◆ SOURCE MATERIAL
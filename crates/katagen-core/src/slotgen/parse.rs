//! Tolerant extraction of a JSON object from raw LLM text.
//!
//! Accepts fenced code blocks and leading/trailing prose, as long as one
//! balanced top-level `{…}` can be isolated. The extractor is
//! string-aware, so braces inside JSON strings do not unbalance the scan.

use lazy_static::lazy_static;
use regex::Regex;

lazy_static! {
    static ref FENCE_RE: Regex =
        Regex::new(r"```(?:json|JSON)?\s*\n?((?s).*?)```").expect("static regex");
}

/// Isolate the first balanced top-level JSON object in `text`.
pub fn extract_json_object(text: &str) -> Option<String> {
    // Prefer a fenced block when one contains an object.
    for caps in FENCE_RE.captures_iter(text) {
        let inner = caps.get(1).expect("group 1").as_str();
        if let Some(object) = balanced_object(inner) {
            return Some(object);
        }
    }
    balanced_object(text)
}

/// Parse the extracted object into `T`, tolerating surrounding prose.
pub fn extract_and_parse<T: serde::de::DeserializeOwned>(text: &str) -> Option<T> {
    let object = extract_json_object(text)?;
    serde_json::from_str(&object).ok()
}

fn balanced_object(text: &str) -> Option<String> {
    let bytes = text.as_bytes();
    let start = bytes.iter().position(|&b| b == b'{')?;
    let mut depth = 0i32;
    let mut in_string = false;
    let mut i = start;
    while i < bytes.len() {
        let b = bytes[i];
        if in_string {
            match b {
                b'\\' => i += 1,
                b'"' => in_string = false,
                _ => {}
            }
        } else {
            match b {
                b'"' => in_string = true,
                b'{' => depth += 1,
                b'}' => {
                    depth -= 1;
                    if depth == 0 {
                        return Some(text[start..=i].to_string());
                    }
                }
                _ => {}
            }
        }
        i += 1;
    }
    None
}

#[cfg(test)]
mod tests {
    use super::*;

    #[test]
    fn extracts_bare_object() {
        let text = r#"{"a": 1}"#;
        assert_eq!(extract_json_object(text).unwrap(), text);
    }

    #[test]
    fn extracts_from_fenced_block() {
        let text = "Here is the problem:\n```json\n{\"title\": \"Sum\"}\n```\nDone.";
        assert_eq!(extract_json_object(text).unwrap(), "{\"title\": \"Sum\"}");
    }

    #[test]
    fn extracts_with_trailing_prose() {
        let text = "{\"a\": {\"b\": 2}} and some explanation afterwards";
        assert_eq!(extract_json_object(text).unwrap(), "{\"a\": {\"b\": 2}}");
    }

    #[test]
    fn braces_inside_strings_do_not_unbalance() {
        let text = r#"{"code": "class A { void m() { } }"}"#;
        assert_eq!(extract_json_object(text).unwrap(), text);
    }

    #[test]
    fn escaped_quote_inside_string_is_handled() {
        let text = r#"{"s": "he said \"hi\" {"}"#;
        assert_eq!(extract_json_object(text).unwrap(), text);
    }

    #[test]
    fn no_object_yields_none() {
        assert!(extract_json_object("no json here").is_none());
        assert!(extract_json_object("{unclosed").is_none());
    }

    #[test]
    fn parses_into_struct() {
        #[derive(serde::Deserialize)]
        struct Payload {
            test_suite: String,
        }
        let text = "```json\n{\"test_suite\": \"def test_case_1(): pass\"}\n```";
        let payload: Payload = extract_and_parse(text).unwrap();
        assert!(payload.test_suite.contains("test_case_1"));
    }
}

◆ WHAT YOU WILL DO
Word for word, reproduce every line of the data.

◆ ANSWER TO THIS TASK
filename crates/katagen-core/src/slotgen/parse.rs
//! Tolerant extraction of a JSON object from raw LLM text.
//!
//! Accepts fenced code blocks and leading/trailing prose, as long as one
//! balanced top-level `{…}` can be isolated. The extractor is
//! string-aware, so braces inside JSON strings do not unbalance the scan.

use lazy_static::lazy_static;
use regex::Regex;

lazy_static! {
    static ref FENCE_RE: Regex =
        Regex::new(r"```(?:json|JSON)?\s*\n?((?s).*?)```").expect("static regex");
}

/// Isolate the first balanced top-level JSON object in `text`.
pub fn extract_json_object(text: &str) -> Option<String> {
    // Prefer a fenced block when one contains an object.
    for caps in FENCE_RE.captures_iter(text) {
        let inner = caps.get(1).expect("group 1").as_str();
        if let Some(object) = balanced_object(inner) {
            return Some(object);
        }
    }
    balanced_object(text)
}

/// Parse the extracted object into `T`, tolerating surrounding prose.
pub fn extract_and_parse<T: serde::de::DeserializeOwned>(text: &str) -> Option<T> {
    let object = extract_json_object(text)?;
    serde_json::from_str(&object).ok()
}

fn balanced_object(text: &str) -> Option<String> {
    let bytes = text.as_bytes();
    let start = bytes.iter().position(|&b| b == b'{')?;
    let mut depth = 0i32;
    let mut in_string = false;
    let mut i = start;
    while i < bytes.len() {
        let b = bytes[i];
        if in_string {
            match b {
                b'\\' => i += 1,
                b'"' => in_string = false,
                _ => {}
            }
        } else {
            match b {
                b'"' => in_string = true,
                b'{' => depth += 1,
                b'}' => {
                    depth -= 1;
                    if depth == 0 {
                        return Some(text[start..=i].to_string());
                    }
                }
                _ => {}
            }
        }
        i += 1;
    }
    None
}

#[cfg(test)]
mod tests {
    use super::*;

    #[test]
    fn extracts_bare_object() {
        let text = r#"{"a": 1}"#;
        assert_eq!(extract_json_object(text).unwrap(), text);
    }

    #[test]
    fn extracts_from_fenced_block() {
        let text = "Here is the problem:\n```json\n{\"title\": \"Sum\"}\n```\nDone.";
        assert_eq!(extract_json_object(text).unwrap(), "{\"title\": \"Sum\"}");
    }

    #[test]
    fn extracts_with_trailing_prose() {
        let text = "{\"a\": {\"b\": 2}} and some explanation afterwards";
        assert_eq!(extract_json_object(text).unwrap(), "{\"a\": {\"b\": 2}}");
    }

    #[test]
    fn braces_inside_strings_do_not_unbalance() {
        let text = r#"{"code": "class A { void m() { } }"}"#;
        assert_eq!(extract_json_object(text).unwrap(), text);
    }

    #[test]
    fn escaped_quote_inside_string_is_handled() {
        let text = r#"{"s": "he said \"hi\" {"}"#;
        assert_eq!(extract_json_object(text).unwrap(), text);
    }

    #[test]
    fn no_object_yields_none() {
        assert!(extract_json_object("no json here").is_none());
        assert!(extract_json_object("{unclosed").is_none());
    }

    #[test]
    fn parses_into_struct() {
        #[derive(serde::Deserialize)]
        struct Payload {
            test_suite: String,
        }
        let text = "```json\n{\"test_suite\": \"def test_case_1(): pass\"}\n```";
        let payload: Payload = extract_and_parse(text).unwrap();
        assert!(payload.test_suite.contains("test_case_1"));
    }
}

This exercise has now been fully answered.